PHILIPPINE NEWS SERVICE — THE Supreme Court yesterday sacked a justice of the Court of Appeals and suspended another for committing improprieties in connection with the case involving the Manila Electric Company and the Government Service Insurance System.
Voting 12-1, the High Court dismissed from the judicial service Associate Justice Vicente Q. Roxas in connection with the bribery scandal involving Meralco. CA 6th Division chairman Associate Justice Jose Sabio was also ordered suspended for two months.
CA Presiding Justice Conrado M. Vasquez, 8th Division chairman Bienvenido Reyes and 6th Division junior member Justice Myrna Dimaranan-Vidal were reprimanded and admonished for not taking appropriate action.
Also, the Supreme Court en banc recommended that Cagayan De Oro businessman Francis Roa De Borja be charged with attempted bribery before the Department of Justice, and the case of Presidential Commission on Good Government chair Camilo Sabio be referred to the Office of the Bar Confidant for appropriate action.
Justice Sabio said his brother called him twice to “intercede” for the GSIS.

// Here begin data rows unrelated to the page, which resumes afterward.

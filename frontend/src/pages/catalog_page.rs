use dioxus::prelude::*;

use common::{
    fetch_controller::ListView,
    query_state::{QueryPatch, QueryState},
    search_result::AccessLevel,
};
use crate::{
    api::listing_api::fetch_listings,
    components::filter_components::{
        access_banner::AccessBanner,
        filter_panel::{FilterContext, FilterPanel},
        listing_card::ListingCard,
        pagination_controls::PaginationControls,
        result_status::ResultStatus,
    },
    data_definitions::{
        catalog_state::{ListingFetch, use_filter_state, use_listing_fetch},
        session_state::{BANNER_DISMISSAL, SCROLL_RESTORATION, scroll_to},
        url_param::AddressQuery,
    },
    routes::Route,
};

/// Lot list with filters.
#[component]
pub fn CatalogPage(query: AddressQuery) -> Element {
    rsx! {
        Title { "Торги: каталог лотов" }
        CatalogRootComponent { address: query }
    }
}

#[component]
fn CatalogRootComponent(address: ReadSignal<AddressQuery>) -> Element {
    let FilterContext { committed, commit, .. } =
        use_filter_state(address, |query| Route::CatalogPage { query });
    let fetch = use_listing_fetch(committed, fetch_listings);
    let controller = fetch.controller;

    // load first, then scroll
    use_effect(move || {
        let offset = SCROLL_RESTORATION.write().take_when_loaded(ListView::Catalog, controller.read().displayed());
        if let Some(offset) = offset {
            scroll_to(offset);
        }
    });

    let select_page = move |page: u64| {
        commit.call(QueryPatch::page(page));
        scroll_to(0.0);
    };

    rsx! {
        div {
            id: "x-catalog-page-root-component",
            style: "
                display: flex;
                flex-direction: row;
                align-items: flex-start;
                gap: 16px;
                padding: 16px;
                width: 100%;
            ",
            FilterPanel {}
            div {
                id: "x-catalog-results",
                style: "
                    display: flex;
                    flex-direction: column;
                    gap: 12px;
                    flex-grow: 1;
                    min-width: 400px;
                ",
                ResultStatus { fetch }
                CatalogResults { fetch, committed, on_select_page: select_page }
            }
        }
    }
}

#[component]
fn CatalogResults(fetch: ListingFetch, committed: ReadSignal<QueryState>, on_select_page: Callback<u64>) -> Element {
    let controller = fetch.controller.read();
    let (Some(result), Some(gated)) = (controller.displayed(), controller.gated(&BANNER_DISMISSAL.read())) else {
        return rsx! {};
    };
    let dimmed = if controller.is_loading() { "opacity: 0.5;" } else { "" };
    let current_page = result.query.page();
    let last_page = result.total_pages.max(1);

    rsx! {
        if let Some(banner) = gated.banner.clone() {
            AccessBanner {
                banner,
                on_dismiss: move |level: AccessLevel| BANNER_DISMISSAL.write().dismiss(level),
            }
        }
        if controller.page_out_of_range() {
            div {
                style: "background: white; border-radius: 8px; padding: 14px;",
                "Страницы {current_page} нет в результатах. "
                Link {
                    to: Route::catalog_from_state(&committed.read().with_page(last_page)),
                    "Перейти на последнюю страницу ({last_page})"
                }
            }
        } else if gated.items.is_empty() && controller.error().is_none() {
            div {
                style: "background: white; border-radius: 8px; padding: 14px; color: rgb(75, 87, 112);",
                "По вашему запросу лотов не найдено."
            }
        }
        div {
            class: "x-lot-grid",
            style: "{dimmed}",
            for listing in gated.items.iter().cloned() {
                ListingCard { key: "{listing.id}", listing, list_state: committed }
            }
        }
        PaginationControls {
            current: current_page,
            total_pages: result.total_pages,
            on_select: on_select_page,
        }
    }
}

The Supreme Court said the five justices committed “irregularities and improprieties” prejudicial to the integrity of the judiciary.
It found Roxas “dishonest and untruthful” about his statement that the deliberations on the final decision on the case were recorded.
The SC noted that it was not a true “transcript” of the minutes of the meeting, but purely a “transcript from memory” because no notes were taken, no stenographer was present, and no tape recorder was used.
The panel noted that while the parties in the Meralco case were given 15 days after the hearing on June 23, 2008 or up to July 8, 2008 to simultaneously submit their memoranda , Justice Roxas prepared the decision before the parties had filed their memoranda in the case and submitted it to Justice Dimaranan-Vidal for her signature on July 8, 2008.
“His rush to judgment was indicative of undue interest and unseemly haste,” the SC stated.
“He (Justice Roxas) cheated the parties’ counsel of the time, effort, and energy that they invested in the preparation of their ponderous memoranda which, as it turned out, neither he or the other members of the Eighth Division bothered to read before signing his decision. He made a mockery of his own order for the parties to submit memoranda, and rendered their compliance a futile exercise,” it pointed out.
Roxas was also “thoughtlessly disrespectful” to Dimaranan-Vidal when he unceremoniously discarded, shredded, and burned the decision that the lady magistrate had signed, merely because he allegedly forgot that she and Justice Sabio had already been “reorganized out” of the Special Ninth Division as of July 4, 2008, hence out of Meralco case.
“Out of courtesy, he (Roxas) should have explained to Justice Dimaranan-Vidal the reason why he was not promulgating the decision which she had signed,” the SC panel further stated.
On the other hand, Justice Sabio, who claimed to have been offered by De Borja P10 million to relinquish the chairmanship of the Special 9th Division, committed irregularities and improprieties arising from his telephone conversation with his brother, in violation of the Code of Professional Responsibility for lawyers.
“Justice Sabio was remiss in his duty to inform the Presiding Justice about Camilo Sabio’s call to him which he admitted was unethical as his brother tried to influence him,” the report said.
The High Court said “Justice Sabio broke the shield of confidentiality that covers the disposition of cases in the Court in order to preserve and protect the integrity and independence of the Court itself,” when he talked with brother and with De Borja about the Meralco case.
While Presiding Justice Vasquez admitted his lapses of judgment, the panel of former SC justices that probed the scandal considered his indecisiveness in resolving the chairmanship row between Justice Sabio and Justice Reyes as a “failed leadership as head of the CA.”